---------- Provided data
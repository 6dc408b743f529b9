//! User namespace configurator: writes the uid/gid maps for the child's
//! new user namespace. Must run from outside (the mapping file for a freshly
//! unshared user namespace may only be written by a process that existed
//! before the `unshare`, typically the immediate parent).

use std::path::PathBuf;

use common::error::Result;

use super::{Configurator, InsideContext, OutsideContext};
use crate::spec::IdMapEntry;

pub struct UserConfigurator {
    /// `/proc` root, overridable in tests.
    pub proc_root: PathBuf,
}

impl Default for UserConfigurator {
    fn default() -> Self {
        UserConfigurator {
            proc_root: PathBuf::from("/proc"),
        }
    }
}

fn format_map(entries: &[IdMapEntry]) -> String {
    entries
        .iter()
        .map(|e| format!("{} {} {}\n", e.id_in, e.id_out, e.length))
        .collect()
}

impl Configurator for UserConfigurator {
    fn name(&self) -> &'static str {
        "user"
    }

    fn setup_outside_namespace(&self, ctx: &OutsideContext) -> Result<()> {
        let Some(user) = &ctx.spec.user else {
            return Ok(());
        };
        let pid_dir = self.proc_root.join(ctx.child_pid.to_string());

        if !user.gid_map.is_empty() {
            // The kernel refuses a gid_map write from an unprivileged
            // mapper unless setgroups has first been denied.
            ctx.fs.write_file(&pid_dir.join("setgroups"), b"deny")?;
        }
        if !user.uid_map.is_empty() {
            ctx.fs
                .write_file(&pid_dir.join("uid_map"), format_map(&user.uid_map).as_bytes())?;
        }
        if !user.gid_map.is_empty() {
            ctx.fs
                .write_file(&pid_dir.join("gid_map"), format_map(&user.gid_map).as_bytes())?;
        }
        Ok(())
    }

    fn setup_inside_namespace(&self, _ctx: &InsideContext) -> Result<()> {
        Ok(())
    }
}
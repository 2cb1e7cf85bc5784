//! Permission system for admin-only commands.
//!
//! Admins are a static allow-list of Telegram user ids loaded from
//! `ADMIN_IDS`. There are no chat roles involved.
//!
//! ```rust
//! let admins = AdminList::new(vec![42]);
//! if admins.is_admin(user_id) {
//!     // ...
//! }
//! ```

mod checker;

pub use checker::AdminList;
//! Service-account authentication for the Google Sheets API.
//!
//! Signs a JWT assertion with the service-account key and exchanges it for
//! a bearer token, which is reused until shortly before it expires.

use std::time::{Duration, Instant};

use jsonwebtoken::{Algorithm, EncodingKey, Header};
use parking_lot::Mutex;
use serde::{Deserialize, Serialize};
use tracing::debug;

use crate::database::error::{StoreError, StoreResult};

const SHEETS_SCOPE: &str = "https://www.googleapis.com/auth/spreadsheets";
const DEFAULT_TOKEN_URI: &str = "https://oauth2.googleapis.com/token";
const JWT_BEARER_GRANT: &str = "urn:ietf:params:oauth:grant-type:jwt-bearer";
/// Refresh this long before the token actually expires.
const EXPIRY_MARGIN: Duration = Duration::from_secs(60);

/// Fields of a service-account key file that the token exchange needs.
#[derive(Clone, Deserialize)]
pub struct ServiceAccountKey {
    pub client_email: String,
    pub private_key: String,
    #[serde(default = "default_token_uri")]
    pub token_uri: String,
}

fn default_token_uri() -> String {
    DEFAULT_TOKEN_URI.to_string()
}

impl ServiceAccountKey {
    pub fn from_json(raw: &str) -> StoreResult<Self> {
        serde_json::from_str(raw)
            .map_err(|e| StoreError::Credentials(format!("invalid service account json: {e}")))
    }
}

impl std::fmt::Debug for ServiceAccountKey {
    fn fmt(&self, f: &mut std::fmt::Formatter<'_>) -> std::fmt::Result {
        f.debug_struct("ServiceAccountKey")
            .field("client_email", &self.client_email)
            .field("token_uri", &self.token_uri)
            .finish_non_exhaustive()
    }
}

#[derive(Serialize)]
struct Claims<'a> {
    iss: &'a str,
    scope: &'a str,
    aud: &'a str,
    iat: i64,
    exp: i64,
}

#[derive(Deserialize)]
struct TokenResponse {
    access_token: String,
    #[serde(default = "default_expires_in")]
    expires_in: u64,
}

fn default_expires_in() -> u64 {
    3600
}

struct CachedToken {
    value: String,
    expires_at: Instant,
}

/// Hands out bearer tokens for the Sheets API.
pub struct TokenProvider {
    key: ServiceAccountKey,
    encoding_key: EncodingKey,
    http: reqwest::Client,
    cached: Mutex<Option<CachedToken>>,
}

impl TokenProvider {
    pub fn new(key: ServiceAccountKey, http: reqwest::Client) -> StoreResult<Self> {
        let encoding_key = EncodingKey::from_rsa_pem(key.private_key.as_bytes())?;
        Ok(Self {
            key,
            encoding_key,
            http,
            cached: Mutex::new(None),
        })
    }

    /// Return a valid access token, fetching a new one if needed.
    pub async fn token(&self) -> StoreResult<String> {
        if let Some(token) = self.cached_token() {
            return Ok(token);
        }

        let assertion = self.sign_assertion()?;
        let response = self
            .http
            .post(&self.key.token_uri)
            .form(&[("grant_type", JWT_BEARER_GRANT), ("assertion", assertion.as_str())])
            .send()
            .await?;

        let status = response.status();
        if !status.is_success() {
            let body = response.text().await.unwrap_or_default();
            return Err(StoreError::Api {
                status: status.as_u16(),
                body,
            });
        }

        let token: TokenResponse = response.json().await?;
        let lifetime = Duration::from_secs(token.expires_in).saturating_sub(EXPIRY_MARGIN);
        debug!("Fetched Sheets access token valid for {:?}", lifetime);

        *self.cached.lock() = Some(CachedToken {
            value: token.access_token.clone(),
            expires_at: Instant::now() + lifetime,
        });

        Ok(token.access_token)
    }

    fn cached_token(&self) -> Option<String> {
        self.cached
            .lock()
            .as_ref()
            .filter(|cached| cached.expires_at > Instant::now())
            .map(|cached| cached.value.clone())
    }

    fn sign_assertion(&self) -> StoreResult<String> {
        let now = chrono::Utc::now().timestamp();
        let claims = Claims {
            iss: &self.key.client_email,
            scope: SHEETS_SCOPE,
            aud: &self.key.token_uri,
            iat: now,
            exp: now + 3600,
        };
        Ok(jsonwebtoken::encode(
            &Header::new(Algorithm::RS256),
            &claims,
            &self.encoding_key,
        )?)
    }
}

#[cfg(test)]
mod tests {
    use super::*;

    #[test]
    fn test_key_parsing_defaults_token_uri() {
        let key = ServiceAccountKey::from_json(
            r#"{"client_email":"bot@example.iam.gserviceaccount.com","private_key":"pem"}"#,
        )
        .unwrap();

        assert_eq!(key.token_uri, DEFAULT_TOKEN_URI);
        assert!(!format!("{:?}", key).contains("pem"));
    }

    #[test]
    fn test_key_parsing_rejects_garbage() {
        assert!(matches!(
            ServiceAccountKey::from_json("not json"),
            Err(StoreError::Credentials(_))
        ));
    }
}
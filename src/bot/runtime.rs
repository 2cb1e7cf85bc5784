//! Bot runtime - Polling and Webhook runners.

use teloxide::prelude::*;
use tracing::{error, info};

use super::dispatcher::ThrottledBot;
use super::webhook;
use crate::config::{BotMode, Config};

/// Run the bot with the configured mode.
///
/// Automatically selects between polling and webhook based on config.
/// A webhook that cannot be registered falls back to polling.
pub async fn run(
    config: &Config,
    bot: ThrottledBot,
    mut dispatcher: Dispatcher<ThrottledBot, anyhow::Error, teloxide::dispatching::DefaultKey>,
) {
    match config.bot_mode {
        BotMode::Polling => {
            info!("Starting bot in polling mode...");
            dispatcher.dispatch().await;
        }
        BotMode::Webhook => {
            info!("Starting bot in webhook mode...");
            if let Err(e) = webhook::start_webhook(config, &mut dispatcher, bot).await {
                error!("Webhook setup failed: {:#}, falling back to polling", e);
                dispatcher.dispatch().await;
            }
        }
    }
}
--------------------
▶ The task:
The data above needs to be retyped in full, exactly as given.

▶ Answer to the problem:
repository 6dc408b743f529b9
//! User namespace configurator: writes the uid/gid maps for the child's
//! new user namespace. Must run from outside (the mapping file for a freshly
//! unshared user namespace may only be written by a process that existed
//! before the `unshare`, typically the immediate parent).

use std::path::PathBuf;

use common::error::Result;

use super::{Configurator, InsideContext, OutsideContext};
use crate::spec::IdMapEntry;

pub struct UserConfigurator {
    /// `/proc` root, overridable in tests.
    pub proc_root: PathBuf,
}

impl Default for UserConfigurator {
    fn default() -> Self {
        UserConfigurator {
            proc_root: PathBuf::from("/proc"),
        }
    }
}

fn format_map(entries: &[IdMapEntry]) -> String {
    entries
        .iter()
        .map(|e| format!("{} {} {}\n", e.id_in, e.id_out, e.length))
        .collect()
}

impl Configurator for UserConfigurator {
    fn name(&self) -> &'static str {
        "user"
    }

    fn setup_outside_namespace(&self, ctx: &OutsideContext) -> Result<()> {
        let Some(user) = &ctx.spec.user else {
            return Ok(());
        };
        let pid_dir = self.proc_root.join(ctx.child_pid.to_string());

        if !user.gid_map.is_empty() {
            // The kernel refuses a gid_map write from an unprivileged
            // mapper unless setgroups has first been denied.
            ctx.fs.write_file(&pid_dir.join("setgroups"), b"deny")?;
        }
        if !user.uid_map.is_empty() {
            ctx.fs
                .write_file(&pid_dir.join("uid_map"), format_map(&user.uid_map).as_bytes())?;
        }
        if !user.gid_map.is_empty() {
            ctx.fs
                .write_file(&pid_dir.join("gid_map"), format_map(&user.gid_map).as_bytes())?;
        }
        Ok(())
    }

    fn setup_inside_namespace(&self, _ctx: &InsideContext) -> Result<()> {
        Ok(())
    }
}
repository 2cb1e7cf85bc5784
//! Permission system for admin-only commands.
//!
//! Admins are a static allow-list of Telegram user ids loaded from
//! `ADMIN_IDS`. There are no chat roles involved.
//!
//! ```rust
//! let admins = AdminList::new(vec![42]);
//! if admins.is_admin(user_id) {
//!     // ...
//! }
//! ```

mod checker;

pub use checker::AdminList;
//! Service-account authentication for the Google Sheets API.
//!
//! Signs a JWT assertion with the service-account key and exchanges it for
//! a bearer token, which is reused until shortly before it expires.

use std::time::{Duration, Instant};

use jsonwebtoken::{Algorithm, EncodingKey, Header};
use parking_lot::Mutex;
use serde::{Deserialize, Serialize};
use tracing::debug;

use crate::database::error::{StoreError, StoreResult};

const SHEETS_SCOPE: &str = "https://www.googleapis.com/auth/spreadsheets";
const DEFAULT_TOKEN_URI: &str = "https://oauth2.googleapis.com/token";
const JWT_BEARER_GRANT: &str = "urn:ietf:params:oauth:grant-type:jwt-bearer";
/// Refresh this long before the token actually expires.
const EXPIRY_MARGIN: Duration = Duration::from_secs(60);

/// Fields of a service-account key file that the token exchange needs.
#[derive(Clone, Deserialize)]
pub struct ServiceAccountKey {
    pub client_email: String,
    pub private_key: String,
    #[serde(default = "default_token_uri")]
    pub token_uri: String,
}

fn default_token_uri() -> String {
    DEFAULT_TOKEN_URI.to_string()
}

impl ServiceAccountKey {
    pub fn from_json(raw: &str) -> StoreResult<Self> {
        serde_json::from_str(raw)
            .map_err(|e| StoreError::Credentials(format!("invalid service account json: {e}")))
    }
}

impl std::fmt::Debug for ServiceAccountKey {
    fn fmt(&self, f: &mut std::fmt::Formatter<'_>) -> std::fmt::Result {
        f.debug_struct("ServiceAccountKey")
            .field("client_email", &self.client_email)
            .field("token_uri", &self.token_uri)
            .finish_non_exhaustive()
    }
}

#[derive(Serialize)]
struct Claims<'a> {
    iss: &'a str,
    scope: &'a str,
    aud: &'a str,
    iat: i64,
    exp: i64,
}

#[derive(Deserialize)]
struct TokenResponse {
    access_token: String,
    #[serde(default = "default_expires_in")]
    expires_in: u64,
}

fn default_expires_in() -> u64 {
    3600
}

struct CachedToken {
    value: String,
    expires_at: Instant,
}

/// Hands out bearer tokens for the Sheets API.
pub struct TokenProvider {
    key: ServiceAccountKey,
    encoding_key: EncodingKey,
    http: reqwest::Client,
    cached: Mutex<Option<CachedToken>>,
}

impl TokenProvider {
    pub fn new(key: ServiceAccountKey, http: reqwest::Client) -> StoreResult<Self> {
        let encoding_key = EncodingKey::from_rsa_pem(key.private_key.as_bytes())?;
        Ok(Self {
            key,
            encoding_key,
            http,
            cached: Mutex::new(None),
        })
    }

    /// Return a valid access token, fetching a new one if needed.
    pub async fn token(&self) -> StoreResult<String> {
        if let Some(token) = self.cached_token() {
            return Ok(token);
        }

        let assertion = self.sign_assertion()?;
        let response = self
            .http
            .post(&self.key.token_uri)
            .form(&[("grant_type", JWT_BEARER_GRANT), ("assertion", assertion.as_str())])
            .send()
            .await?;

        let status = response.status();
        if !status.is_success() {
            let body = response.text().await.unwrap_or_default();
            return Err(StoreError::Api {
                status: status.as_u16(),
                body,
            });
        }

        let token: TokenResponse = response.json().await?;
        let lifetime = Duration::from_secs(token.expires_in).saturating_sub(EXPIRY_MARGIN);
        debug!("Fetched Sheets access token valid for {:?}", lifetime);

        *self.cached.lock() = Some(CachedToken {
            value: token.access_token.clone(),
            expires_at: Instant::now() + lifetime,
        });

        Ok(token.access_token)
    }

    fn cached_token(&self) -> Option<String> {
        self.cached
            .lock()
            .as_ref()
            .filter(|cached| cached.expires_at > Instant::now())
            .map(|cached| cached.value.clone())
    }

    fn sign_assertion(&self) -> StoreResult<String> {
        let now = chrono::Utc::now().timestamp();
        let claims = Claims {
            iss: &self.key.client_email,
            scope: SHEETS_SCOPE,
            aud: &self.key.token_uri,
            iat: now,
            exp: now + 3600,
        };
        Ok(jsonwebtoken::encode(
            &Header::new(Algorithm::RS256),
            &claims,
            &self.encoding_key,
        )?)
    }
}

#[cfg(test)]
mod tests {
    use super::*;

    #[test]
    fn test_key_parsing_defaults_token_uri() {
        let key = ServiceAccountKey::from_json(
            r#"{"client_email":"bot@example.iam.gserviceaccount.com","private_key":"pem"}"#,
        )
        .unwrap();

        assert_eq!(key.token_uri, DEFAULT_TOKEN_URI);
        assert!(!format!("{:?}", key).contains("pem"));
    }

    #[test]
    fn test_key_parsing_rejects_garbage() {
        assert!(matches!(
            ServiceAccountKey::from_json("not json"),
            Err(StoreError::Credentials(_))
        ));
    }
}
filename src/bot/runtime.rs
repository 2cb1e7cf85bc5784
//! Bot runtime - Polling and Webhook runners.

use teloxide::prelude::*;
use tracing::{error, info};

use super::dispatcher::ThrottledBot;
use super::webhook;
use crate::config::{BotMode, Config};

/// Run the bot with the configured mode.
///
/// Automatically selects between polling and webhook based on config.
/// A webhook that cannot be registered falls back to polling.
pub async fn run(
    config: &Config,
    bot: ThrottledBot,
    mut dispatcher: Dispatcher<ThrottledBot, anyhow::Error, teloxide::dispatching::DefaultKey>,
) {
    match config.bot_mode {
        BotMode::Polling => {
            info!("Starting bot in polling mode...");
            dispatcher.dispatch().await;
        }
        BotMode::Webhook => {
            info!("Starting bot in webhook mode...");
            if let Err(e) = webhook::start_webhook(config, &mut dispatcher, bot).await {
                error!("Webhook setup failed: {:#}, falling back to polling", e);
                dispatcher.dispatch().await;
            }
        }
    }
}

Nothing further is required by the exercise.